From the entries below, list each line with "expected".

(Collected data)
=== Section Start ===

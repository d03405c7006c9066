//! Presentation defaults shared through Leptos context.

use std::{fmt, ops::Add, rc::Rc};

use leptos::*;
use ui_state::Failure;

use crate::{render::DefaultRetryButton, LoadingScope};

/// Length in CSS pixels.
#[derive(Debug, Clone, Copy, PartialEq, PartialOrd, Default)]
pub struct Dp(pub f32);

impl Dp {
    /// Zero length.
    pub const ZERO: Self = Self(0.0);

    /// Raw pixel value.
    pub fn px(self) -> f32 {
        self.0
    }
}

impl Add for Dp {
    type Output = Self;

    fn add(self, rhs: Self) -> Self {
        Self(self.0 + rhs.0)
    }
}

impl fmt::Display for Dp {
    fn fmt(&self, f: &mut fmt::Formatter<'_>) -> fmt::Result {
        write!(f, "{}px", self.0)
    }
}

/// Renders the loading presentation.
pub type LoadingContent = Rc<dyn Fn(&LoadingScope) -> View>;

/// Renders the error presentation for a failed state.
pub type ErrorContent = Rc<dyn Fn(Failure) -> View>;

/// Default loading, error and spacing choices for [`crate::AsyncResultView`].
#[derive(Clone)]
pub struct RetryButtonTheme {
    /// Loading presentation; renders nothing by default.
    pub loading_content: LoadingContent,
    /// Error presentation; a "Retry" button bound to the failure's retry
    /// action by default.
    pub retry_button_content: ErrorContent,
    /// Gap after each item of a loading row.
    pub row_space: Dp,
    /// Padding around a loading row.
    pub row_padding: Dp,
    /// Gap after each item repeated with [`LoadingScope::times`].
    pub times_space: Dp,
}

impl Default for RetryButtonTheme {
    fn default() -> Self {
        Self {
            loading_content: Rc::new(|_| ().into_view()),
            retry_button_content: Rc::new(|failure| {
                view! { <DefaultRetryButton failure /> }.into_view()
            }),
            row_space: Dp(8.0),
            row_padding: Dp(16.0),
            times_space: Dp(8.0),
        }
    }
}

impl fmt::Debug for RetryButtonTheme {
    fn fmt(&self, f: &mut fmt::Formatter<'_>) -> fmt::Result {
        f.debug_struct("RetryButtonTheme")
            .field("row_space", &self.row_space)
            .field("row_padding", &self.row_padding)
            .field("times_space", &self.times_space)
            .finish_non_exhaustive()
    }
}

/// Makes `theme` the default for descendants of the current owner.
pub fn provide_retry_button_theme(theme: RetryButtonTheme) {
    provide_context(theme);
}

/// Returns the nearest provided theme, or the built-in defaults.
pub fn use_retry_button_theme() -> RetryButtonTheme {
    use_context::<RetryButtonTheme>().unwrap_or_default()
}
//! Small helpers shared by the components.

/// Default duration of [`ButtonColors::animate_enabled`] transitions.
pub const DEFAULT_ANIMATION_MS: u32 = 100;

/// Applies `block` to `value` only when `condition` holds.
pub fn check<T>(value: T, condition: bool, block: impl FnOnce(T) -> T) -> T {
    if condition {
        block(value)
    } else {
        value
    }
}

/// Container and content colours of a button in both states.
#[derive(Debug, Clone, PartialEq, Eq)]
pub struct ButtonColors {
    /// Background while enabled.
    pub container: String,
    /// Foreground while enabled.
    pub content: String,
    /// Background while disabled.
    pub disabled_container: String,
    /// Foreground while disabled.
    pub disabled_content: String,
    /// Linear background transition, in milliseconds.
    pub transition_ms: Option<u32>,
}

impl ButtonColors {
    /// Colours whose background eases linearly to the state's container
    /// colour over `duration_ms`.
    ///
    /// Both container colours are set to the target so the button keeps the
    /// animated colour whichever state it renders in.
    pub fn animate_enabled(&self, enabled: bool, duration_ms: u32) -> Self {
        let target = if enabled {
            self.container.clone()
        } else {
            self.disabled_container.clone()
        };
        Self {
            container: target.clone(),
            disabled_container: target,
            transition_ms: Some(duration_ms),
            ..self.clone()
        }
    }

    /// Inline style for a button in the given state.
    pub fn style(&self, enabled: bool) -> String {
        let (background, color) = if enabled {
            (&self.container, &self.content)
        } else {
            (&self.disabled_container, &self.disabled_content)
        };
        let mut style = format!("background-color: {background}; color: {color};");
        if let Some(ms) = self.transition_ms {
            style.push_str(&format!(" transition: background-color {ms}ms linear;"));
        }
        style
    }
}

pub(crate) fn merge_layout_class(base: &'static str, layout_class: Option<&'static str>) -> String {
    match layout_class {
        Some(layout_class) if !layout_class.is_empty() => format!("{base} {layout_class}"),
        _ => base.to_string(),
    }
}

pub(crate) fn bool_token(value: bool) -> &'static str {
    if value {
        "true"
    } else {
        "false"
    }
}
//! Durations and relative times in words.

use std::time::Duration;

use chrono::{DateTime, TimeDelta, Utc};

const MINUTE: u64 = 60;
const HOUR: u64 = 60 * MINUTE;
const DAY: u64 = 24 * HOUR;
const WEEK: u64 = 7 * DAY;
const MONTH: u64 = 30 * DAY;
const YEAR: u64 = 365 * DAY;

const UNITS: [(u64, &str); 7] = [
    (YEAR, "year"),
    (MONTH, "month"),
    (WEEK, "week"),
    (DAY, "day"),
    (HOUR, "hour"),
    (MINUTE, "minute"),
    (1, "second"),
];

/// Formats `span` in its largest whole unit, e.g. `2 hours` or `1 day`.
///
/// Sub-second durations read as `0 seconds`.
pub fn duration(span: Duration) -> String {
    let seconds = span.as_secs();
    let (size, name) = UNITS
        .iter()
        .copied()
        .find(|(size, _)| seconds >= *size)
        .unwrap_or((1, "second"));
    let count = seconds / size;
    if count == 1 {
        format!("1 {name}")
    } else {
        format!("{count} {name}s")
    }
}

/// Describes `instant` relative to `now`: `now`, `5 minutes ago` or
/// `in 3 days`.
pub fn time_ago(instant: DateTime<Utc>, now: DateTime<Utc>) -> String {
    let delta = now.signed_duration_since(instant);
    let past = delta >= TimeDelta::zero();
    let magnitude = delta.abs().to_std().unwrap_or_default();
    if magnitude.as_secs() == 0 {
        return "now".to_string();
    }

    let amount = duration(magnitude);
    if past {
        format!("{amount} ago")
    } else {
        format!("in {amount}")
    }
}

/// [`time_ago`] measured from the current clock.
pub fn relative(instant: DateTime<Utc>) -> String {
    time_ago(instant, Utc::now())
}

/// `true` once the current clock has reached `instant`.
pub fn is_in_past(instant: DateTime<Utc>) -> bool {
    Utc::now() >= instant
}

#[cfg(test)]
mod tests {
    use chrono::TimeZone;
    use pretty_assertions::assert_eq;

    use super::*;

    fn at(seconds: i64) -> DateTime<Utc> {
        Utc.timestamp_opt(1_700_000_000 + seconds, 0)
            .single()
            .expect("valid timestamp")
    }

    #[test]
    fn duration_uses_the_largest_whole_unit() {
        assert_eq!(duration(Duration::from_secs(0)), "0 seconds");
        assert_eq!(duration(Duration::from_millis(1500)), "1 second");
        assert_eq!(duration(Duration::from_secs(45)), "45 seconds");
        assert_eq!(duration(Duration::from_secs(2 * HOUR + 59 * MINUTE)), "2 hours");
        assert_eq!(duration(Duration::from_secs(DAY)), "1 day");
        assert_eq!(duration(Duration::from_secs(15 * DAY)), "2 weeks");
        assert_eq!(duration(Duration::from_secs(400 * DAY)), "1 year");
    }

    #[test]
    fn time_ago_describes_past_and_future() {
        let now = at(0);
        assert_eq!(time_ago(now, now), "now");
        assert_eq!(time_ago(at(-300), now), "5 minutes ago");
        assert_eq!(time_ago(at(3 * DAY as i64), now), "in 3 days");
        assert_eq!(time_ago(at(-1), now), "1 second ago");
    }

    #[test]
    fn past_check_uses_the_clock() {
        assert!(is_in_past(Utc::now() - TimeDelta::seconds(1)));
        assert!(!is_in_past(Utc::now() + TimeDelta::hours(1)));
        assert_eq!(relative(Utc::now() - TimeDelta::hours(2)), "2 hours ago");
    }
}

=== Section End ===
=== Section Start ===

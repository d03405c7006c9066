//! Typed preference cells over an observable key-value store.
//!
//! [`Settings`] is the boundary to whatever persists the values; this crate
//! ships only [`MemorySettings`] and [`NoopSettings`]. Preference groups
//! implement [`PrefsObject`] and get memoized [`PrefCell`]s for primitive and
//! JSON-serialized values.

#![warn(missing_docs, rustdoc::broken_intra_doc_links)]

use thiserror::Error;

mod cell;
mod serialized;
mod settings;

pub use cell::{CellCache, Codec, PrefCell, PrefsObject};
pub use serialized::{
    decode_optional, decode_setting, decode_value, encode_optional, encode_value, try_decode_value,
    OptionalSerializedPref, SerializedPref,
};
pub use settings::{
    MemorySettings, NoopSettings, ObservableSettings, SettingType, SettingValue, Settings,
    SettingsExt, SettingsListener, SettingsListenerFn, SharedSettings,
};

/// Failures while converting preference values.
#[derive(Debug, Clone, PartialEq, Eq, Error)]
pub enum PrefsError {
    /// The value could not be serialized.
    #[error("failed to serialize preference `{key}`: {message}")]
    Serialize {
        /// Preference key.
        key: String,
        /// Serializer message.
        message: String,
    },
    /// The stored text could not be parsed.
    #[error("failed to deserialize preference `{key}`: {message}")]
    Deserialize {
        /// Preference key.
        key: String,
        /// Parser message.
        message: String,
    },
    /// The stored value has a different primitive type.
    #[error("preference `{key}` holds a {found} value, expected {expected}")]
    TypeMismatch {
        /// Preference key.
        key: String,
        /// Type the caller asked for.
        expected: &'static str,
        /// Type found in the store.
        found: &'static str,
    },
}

=== Section End ===

COMPLETED EXERCISE →
    #[error("preference `{key}` holds a {found} value, expected {expected}")]
        expected: &'static str,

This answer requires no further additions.